═════ Raw data

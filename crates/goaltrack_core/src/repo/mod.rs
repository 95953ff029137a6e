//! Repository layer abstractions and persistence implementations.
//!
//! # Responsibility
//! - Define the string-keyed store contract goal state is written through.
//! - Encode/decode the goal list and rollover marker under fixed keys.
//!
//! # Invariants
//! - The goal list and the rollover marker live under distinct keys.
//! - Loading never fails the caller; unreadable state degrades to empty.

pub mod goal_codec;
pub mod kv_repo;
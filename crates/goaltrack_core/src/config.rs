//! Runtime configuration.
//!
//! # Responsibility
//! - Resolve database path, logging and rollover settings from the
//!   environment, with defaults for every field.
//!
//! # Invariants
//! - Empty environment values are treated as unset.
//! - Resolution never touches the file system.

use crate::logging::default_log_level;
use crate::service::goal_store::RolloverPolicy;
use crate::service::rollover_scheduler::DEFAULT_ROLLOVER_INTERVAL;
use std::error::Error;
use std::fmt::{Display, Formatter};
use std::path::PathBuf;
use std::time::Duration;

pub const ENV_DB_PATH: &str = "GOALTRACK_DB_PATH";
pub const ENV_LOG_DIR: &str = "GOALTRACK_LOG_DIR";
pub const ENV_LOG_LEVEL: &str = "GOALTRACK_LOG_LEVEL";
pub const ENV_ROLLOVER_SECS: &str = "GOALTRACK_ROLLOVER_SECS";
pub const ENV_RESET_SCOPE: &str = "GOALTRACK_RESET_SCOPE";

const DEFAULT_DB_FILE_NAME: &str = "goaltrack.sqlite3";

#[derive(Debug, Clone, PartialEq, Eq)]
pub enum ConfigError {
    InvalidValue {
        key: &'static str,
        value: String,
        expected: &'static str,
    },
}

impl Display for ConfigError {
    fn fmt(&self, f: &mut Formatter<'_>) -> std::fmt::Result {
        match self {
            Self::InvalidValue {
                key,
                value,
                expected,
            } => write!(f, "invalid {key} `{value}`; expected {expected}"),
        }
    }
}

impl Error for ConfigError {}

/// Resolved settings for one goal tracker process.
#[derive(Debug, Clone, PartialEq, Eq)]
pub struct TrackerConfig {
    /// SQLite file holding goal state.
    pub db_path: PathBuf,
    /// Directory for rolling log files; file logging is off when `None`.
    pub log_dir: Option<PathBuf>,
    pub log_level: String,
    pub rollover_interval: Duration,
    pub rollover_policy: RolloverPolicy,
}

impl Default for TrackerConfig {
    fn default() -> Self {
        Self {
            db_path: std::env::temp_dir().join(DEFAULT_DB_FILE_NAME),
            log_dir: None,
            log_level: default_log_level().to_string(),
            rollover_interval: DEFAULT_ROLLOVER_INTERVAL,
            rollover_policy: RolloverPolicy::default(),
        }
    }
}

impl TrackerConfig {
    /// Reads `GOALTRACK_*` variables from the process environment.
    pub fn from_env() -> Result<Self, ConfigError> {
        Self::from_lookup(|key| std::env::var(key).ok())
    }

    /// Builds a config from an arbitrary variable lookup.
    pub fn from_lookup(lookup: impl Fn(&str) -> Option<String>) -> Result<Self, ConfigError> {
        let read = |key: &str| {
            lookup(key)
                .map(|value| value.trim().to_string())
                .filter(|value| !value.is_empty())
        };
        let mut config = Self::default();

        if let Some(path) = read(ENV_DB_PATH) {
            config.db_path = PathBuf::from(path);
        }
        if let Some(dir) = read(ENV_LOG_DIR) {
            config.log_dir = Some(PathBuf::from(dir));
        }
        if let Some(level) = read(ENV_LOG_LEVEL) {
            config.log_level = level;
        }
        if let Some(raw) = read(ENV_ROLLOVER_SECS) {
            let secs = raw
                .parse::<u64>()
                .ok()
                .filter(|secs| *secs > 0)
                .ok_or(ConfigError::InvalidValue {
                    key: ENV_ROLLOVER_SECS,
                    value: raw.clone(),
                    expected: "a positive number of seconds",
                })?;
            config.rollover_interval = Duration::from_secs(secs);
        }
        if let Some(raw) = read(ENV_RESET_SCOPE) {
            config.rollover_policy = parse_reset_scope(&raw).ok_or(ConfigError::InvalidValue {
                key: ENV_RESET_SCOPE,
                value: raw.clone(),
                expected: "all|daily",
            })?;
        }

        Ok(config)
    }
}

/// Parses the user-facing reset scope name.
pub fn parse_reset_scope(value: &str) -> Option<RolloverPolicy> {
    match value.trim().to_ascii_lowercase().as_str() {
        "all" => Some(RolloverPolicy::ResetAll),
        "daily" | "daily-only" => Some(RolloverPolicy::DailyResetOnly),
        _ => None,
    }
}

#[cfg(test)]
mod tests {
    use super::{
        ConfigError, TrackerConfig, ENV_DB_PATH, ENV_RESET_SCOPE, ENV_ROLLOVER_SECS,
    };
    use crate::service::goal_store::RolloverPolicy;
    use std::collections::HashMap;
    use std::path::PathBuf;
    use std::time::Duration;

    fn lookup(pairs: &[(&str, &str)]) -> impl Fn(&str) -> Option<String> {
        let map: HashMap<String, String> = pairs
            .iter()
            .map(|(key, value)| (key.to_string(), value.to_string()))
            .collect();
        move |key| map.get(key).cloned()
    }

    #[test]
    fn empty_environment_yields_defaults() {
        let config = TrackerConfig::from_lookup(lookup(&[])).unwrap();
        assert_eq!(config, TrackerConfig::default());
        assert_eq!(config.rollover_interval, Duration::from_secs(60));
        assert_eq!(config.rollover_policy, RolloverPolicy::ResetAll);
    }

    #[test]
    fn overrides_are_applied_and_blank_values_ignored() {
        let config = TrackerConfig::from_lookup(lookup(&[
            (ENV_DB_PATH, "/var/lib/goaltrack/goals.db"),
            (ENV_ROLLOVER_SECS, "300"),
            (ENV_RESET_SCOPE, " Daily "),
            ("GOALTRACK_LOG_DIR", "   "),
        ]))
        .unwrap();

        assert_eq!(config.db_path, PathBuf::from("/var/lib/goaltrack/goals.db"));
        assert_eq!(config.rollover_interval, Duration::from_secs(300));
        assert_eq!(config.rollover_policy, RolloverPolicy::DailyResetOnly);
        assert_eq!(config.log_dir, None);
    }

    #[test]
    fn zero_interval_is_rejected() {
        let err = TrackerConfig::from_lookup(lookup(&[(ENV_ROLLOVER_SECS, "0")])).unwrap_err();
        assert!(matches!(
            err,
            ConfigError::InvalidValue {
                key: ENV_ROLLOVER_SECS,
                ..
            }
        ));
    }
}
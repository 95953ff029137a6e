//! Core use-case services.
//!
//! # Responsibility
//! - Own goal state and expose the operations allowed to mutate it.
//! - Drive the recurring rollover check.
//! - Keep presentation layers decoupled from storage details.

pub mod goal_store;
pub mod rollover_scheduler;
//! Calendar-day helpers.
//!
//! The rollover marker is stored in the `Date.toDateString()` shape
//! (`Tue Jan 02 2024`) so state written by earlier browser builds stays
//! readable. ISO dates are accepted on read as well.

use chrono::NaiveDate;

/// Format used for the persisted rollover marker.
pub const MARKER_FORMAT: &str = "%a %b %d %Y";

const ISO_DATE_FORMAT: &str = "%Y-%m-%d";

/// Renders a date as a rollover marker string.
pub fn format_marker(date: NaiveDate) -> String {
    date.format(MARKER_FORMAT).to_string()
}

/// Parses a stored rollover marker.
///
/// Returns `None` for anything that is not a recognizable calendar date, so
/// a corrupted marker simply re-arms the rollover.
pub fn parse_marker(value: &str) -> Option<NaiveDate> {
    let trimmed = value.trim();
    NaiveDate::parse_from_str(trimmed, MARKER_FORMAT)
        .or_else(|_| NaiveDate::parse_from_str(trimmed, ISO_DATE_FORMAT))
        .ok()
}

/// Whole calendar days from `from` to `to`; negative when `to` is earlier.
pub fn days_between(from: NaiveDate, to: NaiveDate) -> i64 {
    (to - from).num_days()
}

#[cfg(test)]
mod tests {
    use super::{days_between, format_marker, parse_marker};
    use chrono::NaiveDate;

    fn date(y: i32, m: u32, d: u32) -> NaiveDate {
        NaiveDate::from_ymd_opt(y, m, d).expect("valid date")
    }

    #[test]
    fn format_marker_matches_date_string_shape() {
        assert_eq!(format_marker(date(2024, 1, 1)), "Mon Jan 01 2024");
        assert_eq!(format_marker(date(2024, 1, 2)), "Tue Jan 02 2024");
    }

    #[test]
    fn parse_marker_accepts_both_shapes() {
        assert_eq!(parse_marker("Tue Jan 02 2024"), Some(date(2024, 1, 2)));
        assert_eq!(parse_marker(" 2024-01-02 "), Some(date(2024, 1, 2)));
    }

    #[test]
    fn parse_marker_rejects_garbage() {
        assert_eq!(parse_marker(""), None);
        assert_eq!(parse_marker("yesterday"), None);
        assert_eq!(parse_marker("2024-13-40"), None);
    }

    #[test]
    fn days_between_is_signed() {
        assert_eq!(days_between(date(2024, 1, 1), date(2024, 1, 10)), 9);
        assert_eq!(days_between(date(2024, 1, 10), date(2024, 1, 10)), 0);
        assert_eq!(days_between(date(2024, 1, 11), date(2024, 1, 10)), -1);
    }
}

══════════

■ **Required work**
In the entries above, count each line holding "stored" and report the total and nothing more.

■ **Answer to the exercise**
2